Page 1 of 7

Downtime this morning

Posted: Tue Jul 18, 2017 1:08 pm
by Chris Sokolowski
The pool went offline this morning due to server overload. I was asleep at the time, and while I have alerts set to my phone to wake me when the server goes offline, the phone was accidentally muted preventing me from being woken to fix the issue.

The underlying issue is that we are CPU limited in the process of assigning coins to miners, and the server load is roughly proportional to the number of coins being assigned to miners. As we have more hashrate, we need to distribute miners over more coins to prevent each network from finding blocks too frequently, causing the mining server's CPU load to increase. This morning, the markets were all around the same profitability, causing lots of coins to be mined at once. At the same time, 700+ GH/s of X11 hashrate came online. The server reached 100% CPU usage and was no longer able to process shares frequently enough. Eventually the server crashed lacking the memory to store additional shares.
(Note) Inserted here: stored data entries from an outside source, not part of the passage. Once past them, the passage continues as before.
//! Fixed-capacity wraparound storage of the most recent frames.
//!
//! Frame `t` lives in slot `t mod capacity`. Writing a frame overwrites the
//! slot holding the frame exactly `capacity` ticks older, which is dropped
//! for good: nothing beyond the horizon is recoverable.

use crate::error::{Result, WarpError};
use crate::frame::Frame;
use tracing::trace;

/// Ring buffer of frames indexed by tick.
#[derive(Debug)]
pub struct RingBuffer {
    /// One slot per retained tick
    slots: Vec<Option<Frame>>,

    /// Tick of the most recently pushed frame
    latest: Option<u64>,
}

impl RingBuffer {
    /// Creates an empty buffer with room for `capacity` frames.
    pub fn new(capacity: usize) -> Result<Self> {
        if capacity == 0 {
            return Err(WarpError::invalid("ring buffer capacity must be positive"));
        }
        let mut slots = Vec::new();
        slots.resize_with(capacity, || None);
        Ok(Self { slots, latest: None })
    }

    /// Number of slots.
    pub fn capacity(&self) -> usize {
        self.slots.len()
    }

    /// Tick of the newest stored frame.
    pub fn latest_tick(&self) -> Option<u64> {
        self.latest
    }

    /// Oldest tick inside the retention window `[latest - capacity + 1, latest]`.
    ///
    /// The window may reach further back than the first frame ever pushed;
    /// such ticks are simply unavailable.
    pub fn horizon(&self) -> Option<u64> {
        self.latest
            .map(|latest| latest.saturating_sub(self.capacity() as u64 - 1))
    }

    /// Stores `frame`, evicting whatever occupied its slot.
    ///
    /// Frames must arrive in strictly increasing tick order.
    pub fn push_frame(&mut self, frame: Frame) -> Result<()> {
        let tick = frame.tick();
        if let Some(latest) = self.latest {
            if tick <= latest {
                return Err(WarpError::FrameOutOfOrder { tick, latest });
            }
        }

        let index = self.slot_index(tick);
        if let Some(evicted) = self.slots[index].replace(frame) {
            trace!("Evicted frame {} for frame {}", evicted.tick(), tick);
        }
        self.latest = Some(tick);
        Ok(())
    }

    /// Frame for `tick`, if it is inside the retention window and still stored.
    pub fn frame_at(&self, tick: u64) -> Option<&Frame> {
        let latest = self.latest?;
        let horizon = self.horizon()?;
        if tick > latest || tick < horizon {
            return None;
        }

        self.slots[self.slot_index(tick)]
            .as_ref()
            .filter(|frame| frame.tick() == tick)
    }

    /// The newest frame.
    pub fn latest(&self) -> Option<&Frame> {
        self.latest.and_then(|tick| self.frame_at(tick))
    }

    /// Number of frames currently retrievable.
    pub fn len(&self) -> usize {
        self.iter().count()
    }

    /// Returns true if no frame was ever pushed.
    pub fn is_empty(&self) -> bool {
        self.latest.is_none()
    }

    /// Retained frames, oldest first.
    pub fn iter(&self) -> impl Iterator<Item = &Frame> + '_ {
        self.horizon()
            .zip(self.latest)
            .into_iter()
            .flat_map(move |(horizon, latest)| {
                (horizon..=latest).filter_map(move |tick| self.frame_at(tick))
            })
    }

    fn slot_index(&self, tick: u64) -> usize {
        (tick % self.capacity() as u64) as usize
    }
}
I am willing to compensate miners for part of the time that the server was online and accepting shares, but I do not have the exact data when the server was online and accepting shares but not recording them versus being completely offline. If someone could send me a private message with hashrate data from an external service, I would appreciate the information.
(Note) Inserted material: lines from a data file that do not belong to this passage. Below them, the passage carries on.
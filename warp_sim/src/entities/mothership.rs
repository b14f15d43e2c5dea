//! Mothership: the heavy capital ship.

use std::any::Any;
use warp_core::{
    DamageType, DrawContext, Entity, EntityError, EntityId, Owner, Position, RenderError, Rgba,
    TickContext,
};

use super::probe;

/// Registered kind name.
pub const KIND: &str = "mothership";

/// Hit points at spawn.
pub const MAX_HP: f64 = 100.0;

/// Radius of the rendered hull.
pub const RENDER_RADIUS: f64 = 1000.0;

const COLOR: Rgba = Rgba::new(255, 0, 0, 255);

/// Capital ship. Stationary unless given a velocity; optionally launches
/// probes on a fixed cadence.
#[derive(Debug, Clone)]
pub struct Mothership {
    id: EntityId,
    owner: Owner,
    hp: f64,
    launched: u64,

    /// Current position
    pub position: Position,

    /// Velocity in world units per second
    pub velocity: Position,

    /// Launch one probe every this many ticks
    pub launch_every: Option<u64>,
}

impl Mothership {
    /// Creates a full-health mothership at the origin.
    pub fn new(id: EntityId, owner: Owner) -> Self {
        Self {
            id,
            owner,
            hp: MAX_HP,
            launched: 0,
            position: Position::zeros(),
            velocity: Position::zeros(),
            launch_every: None,
        }
    }

    /// Remaining hit points.
    pub fn hp(&self) -> f64 {
        self.hp
    }

    /// Probes launched so far.
    pub fn launched(&self) -> u64 {
        self.launched
    }
}

impl Entity for Mothership {
    fn id(&self) -> EntityId {
        self.id
    }

    fn kind(&self) -> &str {
        KIND
    }

    fn owner(&self) -> Owner {
        self.owner
    }

    fn position(&self) -> Position {
        self.position
    }

    fn alive(&self) -> bool {
        self.hp > 0.0
    }

    fn take_fire(&mut self, damage: f64, _ty: DamageType) -> bool {
        self.hp -= damage;
        self.alive()
    }

    fn update(&mut self, ctx: &mut TickContext<'_>) -> Result<(), EntityError> {
        self.position += self.velocity * ctx.view().dt();

        if let Some(every) = self.launch_every.filter(|n| *n > 0) {
            if ctx.view().tick() % every == 0 {
                ctx.spawn(probe::KIND, self.owner)?;
                self.launched += 1;
            }
        }
        Ok(())
    }

    fn render(&self, ctx: &mut dyn DrawContext) -> Result<(), RenderError> {
        ctx.begin_path();
        ctx.set_fill_color(COLOR);
        ctx.circle(self.position.x, self.position.y, RENDER_RADIUS);
        ctx.fill();
        Ok(())
    }

    fn snapshot(&self) -> Box<dyn Entity> {
        Box::new(self.clone())
    }

    fn as_any(&self) -> &dyn Any {
        self
    }

    fn as_any_mut(&mut self) -> &mut dyn Any {
        self
    }
}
Steve is working on an architectural overhaul of the mining server that will infinitely parallelize the mining server, which is currently predominantly single-threaded. However, that will not be complete for weeks if not a few months, so I am currently trying to find some ways to reduce server load in the meantime.

I know these issues are frustrating to you, and they are equally frustrating to me. With the growth in mining, managing server load occupies a majority of Steve's time and a lot of mine as well. Please realize we are working to resolve this issue but can't provide an immediate solution. I appreciate your patience while we work to improve stability.

Re: Downtime this morning

Posted: Tue Jul 18, 2017 1:22 pm
by vhmanu
i can link you my MRR profile where you can see the downtime beginning.
What hurt was the fact that the pool was not really dead, instead it was "just" accepting no shares ----> no miner switched to a backup pool. I switched manually to another pool after ~1hour when i noticed this at work.

Re: Downtime this morning

Posted: Tue Jul 18, 2017 1:30 pm
by AvPro
Chris, I PM'd you some statistics and times. Agree with vhmanu, it would be nice if it disconnected the miners rather than allow 100% rejects :)

Re: Downtime this morning

Posted: Tue Jul 18, 2017 2:13 pm
by coldstone
downtime sucks, best thing to do is learn from all things causing downtime and performing tweaks and upgrades so everything runs and keeps running..

Re: Downtime this morning

Posted: Tue Jul 18, 2017 3:45 pm
by biscayne
Murphy's law is becoming daily business at PH, not amused to loose more money.

Re: Downtime this morning

Posted: Wed Jul 19, 2017 2:51 am
by Chris Sokolowski
We increased all users' July 18 earnings by 10% to compensate for any missing shares yesterday. Changes are effective immediately.

Re: Downtime this morning

Posted: Wed Jul 19, 2017 3:31 am
by mine_x
Chris, respects to you for this step, glad to see true fair play :!:

Re: Downtime this morning

Posted: Wed Jul 19, 2017 5:07 am
by mine_x
.. unfortunately, the pool again became unstable.. 30 minutes 100% rejects at pool :(

Re: Downtime this morning

Posted: Wed Jul 19, 2017 5:23 am
by mickeekung
Problem occurs again at the same time as yesterday.

Re: Downtime this morning

Posted: Wed Jul 19, 2017 6:09 am
by FRISKIE
This provides another attack vector for those who have tried so hard to keep PH offline with DDoS.

If knocking PH offline is as simple as setting up some really big Nicehash orders , pointing them at Prohashing, and overloading the server, I'd say we have a serious vulnerability here.

@ Chris - your thoughts?

Maybe remove some of the lower value coins to reduce the load during periods when profitabilities even out?